Oh, and because of JIT... only count the SECOND result of a button press. :)
也许是因为
DateTime
对象的构造比System.currentTimeMillis
昂贵得多。Perhaps because the construction of the
DateTime
objects is much more expensive than theSystem.currentTimeMillis
.在 Java 中我会使用 System.nanoTime()。任何耗时少于 2 秒的测试都应该运行更长时间。值得注意的是,Java 非常擅长优化低效代码或不执行任何操作的代码。更有趣的测试是优化代码。
您正在尝试获得一个无需使用循环即可确定的解决方案。即一个可以用另一种方式解决的问题。

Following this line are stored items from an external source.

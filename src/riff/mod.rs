//! RIFF/WAVE metadata rewriting
//!
//! A WAVE file is `RIFF <size> WAVE` followed by a flat sequence of chunks,
//! each `{id}{le32 size}{data}{pad to even}`. Only the `LIST`/`INFO` chunk is
//! understood here; every other chunk is carried through as opaque bytes.
//!
//! The document is never patched in place: [`rewrite_info`] drops any
//! existing `LIST`/`INFO` chunk, appends a freshly built one and recomputes the
//! top-level size.

pub mod rewriter;

pub use rewriter::write_info_tags;

use encoding_rs::Encoding;
use thiserror::Error;
use tracing::debug;

pub const RIFF_MAGIC: &[u8; 4] = b"RIFF";
pub const WAVE_MAGIC: &[u8; 4] = b"WAVE";
pub const LIST_ID: &[u8; 4] = b"LIST";
pub const INFO_ID: &[u8; 4] = b"INFO";

/// INFO sub-chunk ids for the fields we write
pub const INFO_TITLE: [u8; 4] = *b"INAM";
pub const INFO_ARTIST: [u8; 4] = *b"IART";
pub const INFO_ALBUM: [u8; 4] = *b"IPRD";
pub const INFO_TRACK: [u8; 4] = *b"ITRK";
pub const INFO_DISC: [u8; 4] = *b"IDIS";

const HEADER_SIZE: usize = 12; // RIFF + size + WAVE
const CHUNK_HEADER_SIZE: usize = 8;

#[derive(Debug, Error)]
pub enum RiffError {
    #[error("Not a valid WAV file: {0}")]
    Format(String),
    #[error("IO error: {0}")]
    Io(#[from] std::io::Error),
}

/// A top-level chunk kept verbatim, header and padding included
#[derive(Debug, Clone, PartialEq, Eq)]
pub struct Chunk {
    pub id: [u8; 4],
    pub bytes: Vec<u8>,
    /// Declared size runs past the end of the file; always the last chunk
    pub truncated: bool,
}

/// One text field of a `LIST`/`INFO` chunk
#[derive(Debug, Clone, PartialEq, Eq)]
pub struct InfoField {
    pub id: [u8; 4],
    pub text: String,
}

impl InfoField {
    pub fn new(id: [u8; 4], text: impl Into<String>) -> Self {
        Self {
            id,
            text: text.into(),
        }
    }
}

fn read_u32_le(data: &[u8], pos: usize) -> u32 {
    u32::from_le_bytes([data[pos], data[pos + 1], data[pos + 2], data[pos + 3]])
}

fn check_header(data: &[u8]) -> Result<(), RiffError> {
    if data.len() < HEADER_SIZE {
        return Err(RiffError::Format(format!(
            "file is {} bytes, shorter than a RIFF header",
            data.len()
        )));
    }
    if &data[0..4] != RIFF_MAGIC {
        return Err(RiffError::Format("missing RIFF signature".to_string()));
    }
    if &data[8..12] != WAVE_MAGIC {
        return Err(RiffError::Format("missing WAVE signature".to_string()));
    }
    Ok(())
}

fn is_info_list(id: &[u8], data: &[u8]) -> bool {
    id == LIST_ID && data.len() >= 4 && &data[0..4] == INFO_ID
}

/// Walk every top-level chunk after the WAVE header, including `LIST`/`INFO`.
///
/// A chunk whose declared size runs past the end of the buffer swallows the
/// rest of the file as one opaque, truncated chunk. Trailing bytes too short
/// to hold a chunk header are dropped.
fn walk_chunks(data: &[u8]) -> Result<Vec<Chunk>, RiffError> {
    check_header(data)?;

    let mut chunks = Vec::new();
    let mut pos = HEADER_SIZE;

    while pos + CHUNK_HEADER_SIZE <= data.len() {

        let mut id = [0u8; 4];
        id.copy_from_slice(&data[pos..pos + 4]);
        let size = read_u32_le(data, pos + 4) as usize;
        let data_start = pos + CHUNK_HEADER_SIZE;
        let data_end = match data_start.checked_add(size) {
            Some(end) if end <= data.len() => end,
            _ => {
                chunks.push(Chunk {
                    id,
                    bytes: data[pos..].to_vec(),
                    truncated: true,
                });
                return Ok(chunks);
            }
        };

        let mut bytes = data[pos..data_end].to_vec();
        if size % 2 == 1 {
            // Keep the file's own pad byte, or supply one if the file ends early
            bytes.push(data.get(data_end).copied().unwrap_or(0));
        }
        pos = data_end + size % 2;
        chunks.push(Chunk {
            id,
            bytes,
            truncated: false,
        });
    }

    if pos < data.len() {
        debug!("Dropping {} trailing byte(s) after the last chunk", data.len() - pos);
    }
    Ok(chunks)
}

/// Parse a WAVE file into its top-level chunks, minus any `LIST`/`INFO` chunk
pub fn parse_chunks(data: &[u8]) -> Result<Vec<Chunk>, RiffError> {
    Ok(walk_chunks(data)?
        .into_iter()
        .filter(|chunk| {
            let body = chunk.bytes.get(CHUNK_HEADER_SIZE..).unwrap_or(&[]);
            !is_info_list(&chunk.id, body)
        })
        .collect())
}

fn encode_sub_chunk(field: &InfoField, encoding: &'static Encoding) -> Option<Vec<u8>> {
    if field.text.is_empty() {
        return None;
    }
    let (encoded, _, _) = encoding.encode(&field.text);
    let size = encoded.len() + 1; // NUL terminator

    let mut out = Vec::with_capacity(CHUNK_HEADER_SIZE + size + 1);
    out.extend_from_slice(&field.id);
    out.extend_from_slice(&(size as u32).to_le_bytes());
    out.extend_from_slice(&encoded);
    out.push(0);
    if size % 2 == 1 {
        out.push(0);
    }
    Some(out)
}

/// Build a complete `LIST`/`INFO` chunk, or `None` if no field has text
pub fn build_info_chunk(fields: &[InfoField], encoding: &'static Encoding) -> Option<Vec<u8>> {
    let mut body = INFO_ID.to_vec();
    for field in fields {
        if let Some(sub_chunk) = encode_sub_chunk(field, encoding) {
            body.extend_from_slice(&sub_chunk);
        }
    }
    if body.len() == INFO_ID.len() {
        return None;
    }

    let mut chunk = Vec::with_capacity(CHUNK_HEADER_SIZE + body.len() + 1);
    chunk.extend_from_slice(LIST_ID);
    chunk.extend_from_slice(&(body.len() as u32).to_le_bytes());
    chunk.extend_from_slice(&body);
    if body.len() % 2 == 1 {
        chunk.push(0);
    }
    Some(chunk)
}

/// Reassemble a WAVE file from kept chunks and an optional new INFO chunk.
///
/// The INFO chunk goes after every complete chunk but before a truncated
/// tail, so it always starts on a chunk boundary.
pub fn rebuild(chunks: &[Chunk], info_chunk: Option<&[u8]>) -> Vec<u8> {
    let (complete, truncated): (Vec<&Chunk>, Vec<&Chunk>) =
        chunks.iter().partition(|chunk| !chunk.truncated);

    let mut body = WAVE_MAGIC.to_vec();
    for chunk in complete {
        body.extend_from_slice(&chunk.bytes);
    }
    if let Some(info) = info_chunk {
        body.extend_from_slice(info);
    }
    for chunk in truncated {
        body.extend_from_slice(&chunk.bytes);
    }

    let mut out = Vec::with_capacity(CHUNK_HEADER_SIZE + body.len());
    out.extend_from_slice(RIFF_MAGIC);
    out.extend_from_slice(&(body.len() as u32).to_le_bytes());
    out.extend_from_slice(&body);
    out
}

/// Replace the `LIST`/`INFO` metadata of an in-memory WAVE file
pub fn rewrite_info(
    data: &[u8],
    fields: &[InfoField],
    encoding: &'static Encoding,
) -> Result<Vec<u8>, RiffError> {
    let chunks = parse_chunks(data)?;
    let info_chunk = build_info_chunk(fields, encoding);
    Ok(rebuild(&chunks, info_chunk.as_deref()))
}

/// Read back the raw sub-chunks of the first `LIST`/`INFO` chunk.
///
/// Values are returned without their NUL terminator and padding.
pub fn read_info(data: &[u8]) -> Result<Vec<([u8; 4], Vec<u8>)>, RiffError> {
    let mut fields = Vec::new();

    let info = walk_chunks(data)?.into_iter().find(|chunk| {
        let body = chunk.bytes.get(CHUNK_HEADER_SIZE..).unwrap_or(&[]);
        is_info_list(&chunk.id, body)
    });
    let Some(info) = info else {
        return Ok(fields);
    };

    let declared = read_u32_le(&info.bytes, 4) as usize;
    let end = (CHUNK_HEADER_SIZE + declared).min(info.bytes.len());
    let mut pos = CHUNK_HEADER_SIZE + INFO_ID.len();
    while pos + CHUNK_HEADER_SIZE <= end {
        let mut id = [0u8; 4];
        id.copy_from_slice(&info.bytes[pos..pos + 4]);
        let size = read_u32_le(&info.bytes, pos + 4) as usize;
        let value_start = pos + CHUNK_HEADER_SIZE;
        let value_end = (value_start + size).min(end);
        let mut value = info.bytes[value_start..value_end].to_vec();
        while value.last() == Some(&0) {
            value.pop();
        }
        fields.push((id, value));
        pos = value_start + size + size % 2;
    }

    Ok(fields)
}

/// Declared top-level size of a RIFF buffer
pub fn declared_size(data: &[u8]) -> Option<u32> {
    (data.len() >= CHUNK_HEADER_SIZE && &data[0..4] == RIFF_MAGIC).then(|| read_u32_le(data, 4))
}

您需要 11 到 20 的因数的乘积,即 2,2,2,2,3,3,5,7,11,13,17,19。将它们相乘,你就得到了答案。
In Java I would use System.nanoTime(). Any test which takes less than 2 seconds should be run for longer. It is worth noting that Java is pretty good at optimising inefficient code or code which does nothing. A more interesting test would be if you optimised the code.
You are trying to get a solution which you can determine without using a loop. i.e. a problem which would be done better another way.
You want the product of the factors of 11 to 20, which are 2,2,2,2,3,3,5,7,11,13,17,19. Multiply these together and you have the answer.